# Your task:
Where does "PartialEq" appear in the data? Return each line that holds it.

Collected data entries
┏━━
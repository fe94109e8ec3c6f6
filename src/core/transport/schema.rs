//! Shape classification of raw Avro schema nodes.

use serde::Serialize;
use serde_json::Value;

use crate::error::{Error, Result};

/// Avro primitive type names.
pub const PRIMITIVES: &[&str] = &[
    "null", "boolean", "int", "long", "float", "double", "bytes", "string",
];

/// Avro complex type keywords.
pub const COMPLEX: &[&str] = &["record", "enum", "array", "map", "fixed"];

#[derive(Debug, Clone, Copy, PartialEq, Eq, Serialize)]
#[serde(rename_all = "snake_case")]
pub enum Classification {
    /// A primitive type name.
    Simple,
    /// An object whose `type` is a complex keyword.
    Complex,
    /// A bare name of a named type defined elsewhere.
    Reference,
    /// An object whose `type` is itself an inline definition.
    Nested,
    /// A list of alternatives.
    Union,
}

#[derive(Debug, Clone, Copy, PartialEq)]
pub struct Classified<'a> {
    pub classification: Classification,
    /// The part of the node the classification applies to: the type name for
    /// simple and reference nodes, the whole node for complex ones, the inner
    /// definition for nested ones and the alternatives for unions.
    pub payload: &'a Value,
}

pub fn is_primitive(name: &str) -> bool {
    PRIMITIVES.contains(&name)
}

pub fn is_complex(name: &str) -> bool {
    COMPLEX.contains(&name)
}

pub fn classify(node: &Value) -> Result<Classified<'_>> {
    let (type_value, is_object) = match node {
        Value::Array(_) => {
            return Ok(Classified {
                classification: Classification::Union,
                payload: node,
            })
        }
        Value::Object(map) => match map.get("type") {
            Some(t) => (t, true),
            None => return Err(Error::schema_classification(node)),
        },
        Value::String(_) => (node, false),
        _ => return Err(Error::schema_classification(node)),
    };

    match type_value {
        Value::String(name) if !name.is_empty() => {
            let classification = if is_primitive(name) {
                Classification::Simple
            } else if is_complex(name) && is_object {
                Classification::Complex
            } else {
                Classification::Reference
            };
            let payload = if classification == Classification::Complex {
                node
            } else {
                type_value
            };
            Ok(Classified {
                classification,
                payload,
            })
        }
        Value::Object(_) => Ok(Classified {
            classification: Classification::Nested,
            payload: type_value,
        }),
        Value::Array(_) => Ok(Classified {
            classification: Classification::Union,
            payload: type_value,
        }),
        _ => Err(Error::schema_classification(node)),
    }
}

#[cfg(test)]
mod tests {
    use super::*;
    use crate::error::ErrorCode;
    use serde_json::json;

    fn class_of(node: Value) -> Classification {
        classify(&node).unwrap().classification
    }

    #[test]
    fn primitive_name_is_simple() {
        assert_eq!(class_of(json!("string")), Classification::Simple);
        assert_eq!(class_of(json!({ "type": "int" })), Classification::Simple);
    }

    #[test]
    fn record_object_is_complex() {
        let node = json!({ "type": "record", "name": "Foo", "fields": [] });
        let classified = classify(&node).unwrap();
        assert_eq!(classified.classification, Classification::Complex);
        assert_eq!(classified.payload, &node);
    }

    #[test]
    fn unknown_name_is_reference() {
        assert_eq!(class_of(json!("Foo")), Classification::Reference);
        assert_eq!(class_of(json!({ "type": "com.example.Foo" })), Classification::Reference);
    }

    #[test]
    fn bare_complex_keyword_string_is_a_reference() {
        // "record" on its own has no fields to define a type with
        assert_eq!(class_of(json!("record")), Classification::Reference);
    }

    #[test]
    fn list_is_union() {
        assert_eq!(
            class_of(json!([{ "type": "string" }, { "type": "int" }])),
            Classification::Union
        );
        assert_eq!(class_of(json!({ "type": ["null", "string"] })), Classification::Union);
    }

    #[test]
    fn object_type_is_nested() {
        let node = json!({ "name": "f", "type": { "type": "enum", "name": "E", "symbols": ["A"] } });
        let classified = classify(&node).unwrap();
        assert_eq!(classified.classification, Classification::Nested);
        assert_eq!(classified.payload, &node["type"]);
        assert_eq!(classify(classified.payload).unwrap().classification, Classification::Complex);
    }

    #[test]
    fn shapeless_nodes_fail_naming_the_input() {
        for node in [json!({}), json!(""), json!(null), json!(42), json!({ "type": 7 })] {
            let err = classify(&node).unwrap_err();
            assert_eq!(err.code, ErrorCode::SchemaClassification);
            assert!(err.message.contains(&node.to_string()));
        }
    }
}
┗━━
# Answer to the exercise:
#[derive(Debug, Clone, Copy, PartialEq, Eq, Serialize)]
#[derive(Debug, Clone, Copy, PartialEq)]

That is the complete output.